And I feel like it was just like, it was a good,
like, obviously it's the Oscars, it's not like you.
But it was still fairly jovial, though.
It was super jovial, that's the thing.
It was fun.
You can have things to say and still have it be really fun and jovial,
but also, like, yeah,
we're living in a really intense time right now.
Like, let's comment on it.
And also people will be like, yeah, we're living in an intense time, but not that intense.
So, like, everyone cool your shit a little bit.
It's still a bunch of rich people in a room that were given out, you know, awards.
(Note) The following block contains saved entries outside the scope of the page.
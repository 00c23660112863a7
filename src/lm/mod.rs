pub mod resource;

use std::path::Path;

use crate::error::DecodeError;

/// Packaging format of the configured language model.
#[derive(Debug, Clone, Copy, PartialEq, Eq)]
pub enum LmKind {
    /// No LM configured; decoding runs against the zero language model.
    None,
    /// `kenlm_path` points directly at an LM binary.
    RawBinary,
    /// `kenlm_path` is an archive bundling the LM binary and, optionally,
    /// a lexicon.
    Packaged,
}

impl LmKind {
    pub fn as_str(&self) -> &'static str {
        match self {
            Self::None => "none",
            Self::RawBinary => "raw-binary",
            Self::Packaged => "packaged",
        }
    }
}

/// Word-level statistical language model consumed by the search backends.
///
/// The actual model (e.g. a KenLM binary) is an external collaborator; this
/// trait is the narrow interface it is accessed through.
pub trait LanguageModel: Send + Sync {
    /// Log-probability contribution of `word` following `context`.
    fn score_word(&self, context: &[String], word: &str) -> f32;

    /// Whether the model's word inventory contains `word`.
    fn is_known_word(&self, word: &str) -> bool {
        let _ = word;
        true
    }
}

/// Non-informative LM stand-in used when no model is configured.
///
/// Contributes a constant score term so LM-weighted scoring degenerates to
/// pure acoustic ranking.
#[derive(Debug, Default, Clone, Copy)]
pub struct ZeroLanguageModel;

impl LanguageModel for ZeroLanguageModel {
    fn score_word(&self, _context: &[String], _word: &str) -> f32 {
        0.0
    }
}

/// Builds a [`LanguageModel`] from resolved on-disk resources.
///
/// Implementations must read everything they need eagerly: for packaged
/// models the paths live in a scoped temporary directory that is deleted
/// before the decode call returns.
pub trait LanguageModelFactory: Send + Sync {
    fn load(
        &self,
        binary_path: &Path,
        lexicon_path: Option<&Path>,
    ) -> Result<Box<dyn LanguageModel>, DecodeError>;
}
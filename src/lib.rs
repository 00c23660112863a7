pub mod compat;
pub mod config;
pub mod decoder;
pub mod error;
pub mod lm;
mod pack;
pub mod search;
pub mod types;
pub mod vocabulary;

pub use compat::{validate_decoding_compatibility, DecodingKind};
pub use config::{BeamDecodingConfig, LexiconSearchConfig, PrefixSearchConfig, SearchType};
pub use decoder::{BeamCtcDecoder, Tokenizer};
pub use error::DecodeError;
pub use lm::{LanguageModel, LanguageModelFactory, LmKind, ZeroLanguageModel};
pub use types::{BatchHypotheses, DecoderState, Hypothesis, NBestHypotheses, WordSpan};
pub use vocabulary::{Vocabulary, BLANK_TOKEN};
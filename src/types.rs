use candle_core::{Device, Tensor};

use crate::error::DecodeError;

/// A word together with the frame interval that produced it.
///
/// Frame interval is [start_frame, end_frame], both inclusive, indexed into
/// the valid time steps of the sample the word was decoded from.
#[derive(Debug, Clone, PartialEq)]
pub struct WordSpan {
    pub word: String,
    pub start_frame: usize,
    pub end_frame: usize,
}

/// Opaque per-hypothesis decoder state.
///
/// Search backends may attach scalars, tensors, or arbitrarily nested lists
/// of either; the assembler migrates every tensor leaf to host memory before
/// the hypothesis is returned to the caller.
#[derive(Debug, Clone)]
pub enum DecoderState {
    Scalar(f32),
    Tensor(Tensor),
    List(Vec<DecoderState>),
}

impl DecoderState {
    pub fn to_device(&self, device: &Device) -> Result<Self, DecodeError> {
        match self {
            Self::Scalar(v) => Ok(Self::Scalar(*v)),
            Self::Tensor(t) => t
                .to_device(device)
                .map(Self::Tensor)
                .map_err(|e| DecodeError::runtime("decoder state transfer", e)),
            Self::List(states) => states
                .iter()
                .map(|s| s.to_device(device))
                .collect::<Result<Vec<_>, _>>()
                .map(Self::List),
        }
    }
}

/// One candidate output sequence for a single sample.
#[derive(Debug, Clone)]
pub struct Hypothesis {
    /// Combined acoustic + language-model score, higher is better.
    pub score: f32,
    /// Token indices into the decoding vocabulary. Decoding these through the
    /// active tokenizer or vocabulary reproduces `text`.
    pub token_ids: Vec<usize>,
    pub text: String,
    /// Word-level frame spans, empty when the backend does not produce them.
    pub word_spans: Vec<WordSpan>,
    /// Log-probability snapshot `[len, V+1]` for the sample's valid frames.
    /// Only populated when alignment preservation is enabled.
    pub alignment: Option<Tensor>,
    pub decoder_state: Option<DecoderState>,
    /// True number of valid frames for the sample this hypothesis belongs to.
    pub length: u32,
}

impl Hypothesis {
    pub(crate) fn empty() -> Self {
        Self {
            score: 0.0,
            token_ids: Vec::new(),
            text: String::new(),
            word_spans: Vec::new(),
            alignment: None,
            decoder_state: None,
            length: 0,
        }
    }
}

/// Ranked candidates for one sample, best-first by score.
#[derive(Debug, Clone)]
pub struct NBestHypotheses(pub Vec<Hypothesis>);

impl NBestHypotheses {
    pub fn best(&self) -> &Hypothesis {
        // Construction guarantees at least one hypothesis per sample.
        &self.0[0]
    }

    pub fn len(&self) -> usize {
        self.0.len()
    }

    pub fn is_empty(&self) -> bool {
        self.0.is_empty()
    }
}

/// Batch decode result, index-aligned with the input batch.
#[derive(Debug, Clone)]
pub enum BatchHypotheses {
    /// One best hypothesis per sample (`return_best_hypothesis = true`).
    Best(Vec<Hypothesis>),
    /// Full n-best list per sample.
    NBest(Vec<NBestHypotheses>),
}

impl BatchHypotheses {
    pub fn batch_size(&self) -> usize {
        match self {
            Self::Best(h) => h.len(),
            Self::NBest(n) => n.len(),
        }
    }

    /// Best hypothesis for each sample regardless of packing mode.
    pub fn best_per_sample(&self) -> Vec<&Hypothesis> {
        match self {
            Self::Best(h) => h.iter().collect(),
            Self::NBest(n) => n.iter().map(|nb| nb.best()).collect(),
        }
    }
}

#[cfg(test)]
mod tests {
    use super::*;

    #[test]
    fn decoder_state_to_device_preserves_nesting() {
        let t = Tensor::zeros((2, 3), candle_core::DType::F32, &Device::Cpu).unwrap();
        let state = DecoderState::List(vec![
            DecoderState::Scalar(1.5),
            DecoderState::Tensor(t),
            DecoderState::List(vec![DecoderState::Scalar(-2.0)]),
        ]);
        let moved = state.to_device(&Device::Cpu).unwrap();
        match moved {
            DecoderState::List(items) => {
                assert_eq!(items.len(), 3);
                assert!(matches!(items[0], DecoderState::Scalar(v) if v == 1.5));
                assert!(matches!(&items[1], DecoderState::Tensor(t) if t.dims() == [2, 3]));
                assert!(matches!(&items[2], DecoderState::List(inner) if inner.len() == 1));
            }
            other => panic!("expected list state, got {other:?}"),
        }
    }

    #[test]
    fn batch_hypotheses_best_per_sample() {
        let mut a = Hypothesis::empty();
        a.score = 2.0;
        let mut b = Hypothesis::empty();
        b.score = 1.0;
        let batch = BatchHypotheses::NBest(vec![NBestHypotheses(vec![a, b])]);
        assert_eq!(batch.batch_size(), 1);
        assert_eq!(batch.best_per_sample()[0].score, 2.0);
    }
}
Yeah, giving out prices to each other.
That's true, yeah.
I mean, in other news, Oscar Isaac is starring in Hamlet soon,
and I'm going to spend probably however much money I have my savings account to watch him do it.
On Broadway, you mean?
On Broadway.
Oh, yes.
On Broadway.
It's like a movie ticket.
It's not that much.
No, no, no.
On Broadway.
Yeah, no, he's playing Hamlet on Broadway.
Oh, my God.
I'll have to go see it.
Holy shit, I'll go with you.
Okay, sounds good to me.
Unless you want to go, like, on a date.
No.
I was thinking about going alone.
I was going to slip and slide my way into the Broadway seat.
Just drunkenly curating from the crowd.
Excuse me.
I like him to be your what?
You got a bean flicking room run.
Why is you talking to her skull?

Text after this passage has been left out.